Many years ago my father had a stroke. His heart stopped beating and the emergency room doctors got it going again with the electro-shock paddles. For the next 10 days he lay in the intensive care section of St. Elizabeth’s with only an IV tube providing nourishment. He was breathing on his own, but had no other responses. He was in a vegetative state. I went into a stoic mode to be a stable source for my mother who was completely distraught. I found myself praying for his final death to relieve my mother’s suffering, because I knew that my father was not inside any more. I don’t know if there was the term ‘brain dead’ ever mentioned. Stopping the IV fluid was not discussed or brought up.
For Jahni’s case, the decision is for her parents, not the hospital.
I respectfully disagree. The question of whether Jahni is dead or not dead, is, like the question of whether an embyro is or is not a living human being, a matter of scientific fact.
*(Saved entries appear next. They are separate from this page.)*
//! Errors surfaced by the request/response layer

use fleet_shared::{MessageId, ReceiptId, TargetId};
use thiserror::Error;

/// Why a request or async operation did not produce a result
///
/// All variants are scoped to a single request or operation; none of them
/// take the hub down.
#[derive(Error, Debug, Clone, PartialEq, Eq)]
pub enum HubError {
    #[error("No transport attached to the message hub")]
    NoTransport,

    #[error("No response to message {message_id} before the deadline")]
    ResponseTimeout { message_id: MessageId },

    #[error("Transport changed while the request was pending")]
    TransportChanged,

    #[error("Server timed out while executing operation {receipt}")]
    ServerSideTimeout { receipt: ReceiptId },

    #[error("Request rejected: {reason}")]
    Rejected { reason: String },

    #[error("Operation {receipt} failed: {reason}")]
    OperationFailed { receipt: ReceiptId, reason: String },

    #[error("Unexpected {kind} response for {target}")]
    UnexpectedResponse { kind: String, target: TargetId },

    #[error("Transport could not deliver frame: {0}")]
    Undeliverable(String),

    #[error("Operation cancelled")]
    Cancelled,

    #[error("Message hub disposed")]
    Disposed,
}

impl HubError {
    /// Errors that may succeed if the same request is sent again later
    pub fn is_transient(&self) -> bool {
        matches!(
            self,
            HubError::ResponseTimeout { .. }
                | HubError::TransportChanged
                | HubError::ServerSideTimeout { .. }
                | HubError::Undeliverable(_)
        )
    }
}
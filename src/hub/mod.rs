//! Request/response correlation over the fleet transport
//!
//! This module handles:
//! - Stamping outgoing envelopes with fresh message ids
//! - Matching responses to pending requests by correlation id
//! - Per-request response timeouts
//! - Routing unsolicited messages to notification handlers
//! - Rejecting everything in flight when the transport is swapped

mod message_hub;
mod pending;

pub use message_hub::{HubConfig, MessageHub, NotificationHandler, TransportListener};
pub(crate) use pending::ResponseHook;
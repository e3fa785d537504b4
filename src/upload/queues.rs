//! Per-target queue state of an upload job

use fleet_shared::TargetId;
use std::collections::{HashMap, VecDeque};

/// The five disjoint queues a target can be in
#[derive(Debug, Clone, Copy, PartialEq, Eq, Hash)]
pub enum QueueKind {
    WaitingToStart,
    Queued,
    InProgress,
    Finished,
    Failed,
}

impl QueueKind {
    pub const ALL: [QueueKind; 5] = [
        QueueKind::WaitingToStart,
        QueueKind::Queued,
        QueueKind::InProgress,
        QueueKind::Finished,
        QueueKind::Failed,
    ];
}

/// Queue sizes, published for progress display
#[derive(Debug, Clone, Copy, Default, PartialEq, Eq)]
pub struct QueueCounts {
    pub waiting_to_start: usize,
    pub queued: usize,
    pub in_progress: usize,
    pub finished: usize,
    pub failed: usize,
}

impl QueueCounts {
    pub fn total(&self) -> usize {
        self.waiting_to_start + self.queued + self.in_progress + self.finished + self.failed
    }

    /// Items handed to the worker pool and not yet done
    pub fn in_flight(&self) -> usize {
        self.queued + self.in_progress
    }
}

/// Target queues plus the last error message of each failed target
///
/// A target is in at most one queue at any time. Every transition names its
/// source queue and is a no-op when the target is not there.
#[derive(Debug, Clone, Default)]
pub struct TargetQueues {
    waiting_to_start: VecDeque<TargetId>,
    queued: VecDeque<TargetId>,
    in_progress: VecDeque<TargetId>,
    finished: VecDeque<TargetId>,
    failed: VecDeque<TargetId>,
    errors: HashMap<TargetId, String>,
    auto_retries: HashMap<TargetId, u32>,
}

impl TargetQueues {
    /// Fresh queues with `targets` waiting to start, duplicates dropped
    pub fn seeded<I>(targets: I) -> Self
    where
        I: IntoIterator<Item = TargetId>,
    {
        let mut queues = Self::default();
        queues.enqueue(targets);
        queues
    }

    fn slot(&self, kind: QueueKind) -> &VecDeque<TargetId> {
        match kind {
            QueueKind::WaitingToStart => &self.waiting_to_start,
            QueueKind::Queued => &self.queued,
            QueueKind::InProgress => &self.in_progress,
            QueueKind::Finished => &self.finished,
            QueueKind::Failed => &self.failed,
        }
    }

    fn slot_mut(&mut self, kind: QueueKind) -> &mut VecDeque<TargetId> {
        match kind {
            QueueKind::WaitingToStart => &mut self.waiting_to_start,
            QueueKind::Queued => &mut self.queued,
            QueueKind::InProgress => &mut self.in_progress,
            QueueKind::Finished => &mut self.finished,
            QueueKind::Failed => &mut self.failed,
        }
    }

    /// Which queue `target` is in, if any
    pub fn locate(&self, target: &TargetId) -> Option<QueueKind> {
        QueueKind::ALL
            .into_iter()
            .find(|kind| self.slot(*kind).contains(target))
    }

    /// Move `target` from `from` to the back of `to`
    ///
    /// Returns false, touching nothing, if `target` is not in `from`.
    pub fn move_item(&mut self, target: &TargetId, from: QueueKind, to: QueueKind) -> bool {
        let source = self.slot_mut(from);
        let Some(position) = source.iter().position(|t| t == target) else {
            return false;
        };
        let Some(target) = source.remove(position) else {
            return false;
        };

        if to == QueueKind::WaitingToStart {
            self.errors.remove(&target);
        }
        self.slot_mut(to).push_back(target);
        true
    }

    /// Add targets to `waitingToStart`
    ///
    /// Unknown targets are appended; finished or failed ones are moved back.
    /// Targets already waiting or in flight are left alone. Returns how many
    /// targets entered `waitingToStart`.
    pub fn enqueue<I>(&mut self, targets: I) -> usize
    where
        I: IntoIterator<Item = TargetId>,
    {
        let mut added = 0;
        for target in targets {
            let moved = match self.locate(&target) {
                None => {
                    self.waiting_to_start.push_back(target);
                    true
                }
                Some(from @ (QueueKind::Finished | QueueKind::Failed)) => {
                    self.auto_retries.remove(&target);
                    self.move_item(&target, from, QueueKind::WaitingToStart)
                }
                Some(_) => false,
            };
            if moved {
                added += 1;
            }
        }
        added
    }

    /// Take the next waiting target and mark it as queued
    pub fn pop_waiting(&mut self) -> Option<TargetId> {
        let target = self.waiting_to_start.pop_front()?;
        self.queued.push_back(target.clone());
        Some(target)
    }

    /// `inProgress → finished`
    pub fn mark_finished(&mut self, target: &TargetId) -> bool {
        self.move_item(target, QueueKind::InProgress, QueueKind::Finished)
    }

    /// `inProgress → failedItems`, remembering why
    pub fn mark_failed(&mut self, target: &TargetId, message: impl Into<String>) -> bool {
        if !self.move_item(target, QueueKind::InProgress, QueueKind::Failed) {
            return false;
        }
        self.errors.insert(target.clone(), message.into());
        true
    }

    /// Move every failed target back to `waitingToStart`
    pub fn retry_failed(&mut self) -> usize {
        self.move_all(QueueKind::Failed, QueueKind::WaitingToStart)
    }

    /// Move every finished target back to `waitingToStart`
    pub fn restart_finished(&mut self) -> usize {
        self.move_all(QueueKind::Finished, QueueKind::WaitingToStart)
    }

    /// Retry failed targets that have not used up `max_retries` automatic retries
    pub fn auto_retry(&mut self, max_retries: u32) -> usize {
        let eligible: Vec<TargetId> = self
            .failed
            .iter()
            .filter(|t| self.auto_retries.get(*t).copied().unwrap_or(0) < max_retries)
            .cloned()
            .collect();

        for target in &eligible {
            *self.auto_retries.entry(target.clone()).or_default() += 1;
            self.move_item(target, QueueKind::Failed, QueueKind::WaitingToStart);
        }
        eligible.len()
    }

    /// Give every target a fresh automatic retry budget
    pub fn reset_auto_retries(&mut self) {
        self.auto_retries.clear();
    }

    /// Whether any failed target can still be retried automatically
    pub fn has_auto_retry_candidates(&self, max_retries: u32) -> bool {
        self.failed
            .iter()
            .any(|t| self.auto_retries.get(t).copied().unwrap_or(0) < max_retries)
    }

    /// Put everything queued or in progress back at the front of `waitingToStart`
    pub fn requeue_in_flight(&mut self) -> usize {
        let mut returned: Vec<TargetId> = self.queued.drain(..).collect();
        returned.extend(self.in_progress.drain(..));

        for target in returned.iter().rev() {
            self.errors.remove(target);
            self.waiting_to_start.push_front(target.clone());
        }
        returned.len()
    }

    /// Manual bulk move; moved targets get a fresh automatic retry budget
    fn move_all(&mut self, from: QueueKind, to: QueueKind) -> usize {
        let items: Vec<TargetId> = self.slot(from).iter().cloned().collect();
        let mut moved = 0;
        for target in &items {
            if self.move_item(target, from, to) {
                self.auto_retries.remove(target);
                moved += 1;
            }
        }
        moved
    }

    pub fn counts(&self) -> QueueCounts {
        QueueCounts {
            waiting_to_start: self.waiting_to_start.len(),
            queued: self.queued.len(),
            in_progress: self.in_progress.len(),
            finished: self.finished.len(),
            failed: self.failed.len(),
        }
    }

    /// Snapshot of one queue, in order
    pub fn items(&self, kind: QueueKind) -> Vec<TargetId> {
        self.slot(kind).iter().cloned().collect()
    }

    /// Error message recorded for a failed target
    pub fn error_for(&self, target: &TargetId) -> Option<&str> {
        self.errors.get(target).map(String::as_str)
    }
}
People may want to debate it, but ultimately it comes down to observable scientific criteria.
Jahni is dead because she has no blood circulation to any part of her brain and no electrical activity in the whole brain, causing total and irreversible cessation of brain function.
Her mortal remains cannot do anything a living body can do. It cannot do anything but decompose.
This is dreadfully painful for her parents, but they must keep in mind that it is no act of respect to ventilate a corpse until it rots off the table. And it is a Corporal Work of Mercy --- and a moral obligation --- to bury the dead.
That’s sort of like the argument for sexual identity. Just allow people to make up their own reality? It’s BS. Doctors pronounce people dead not family. I do feel sorry for the family but dead is dead. At some point this family has to accept it.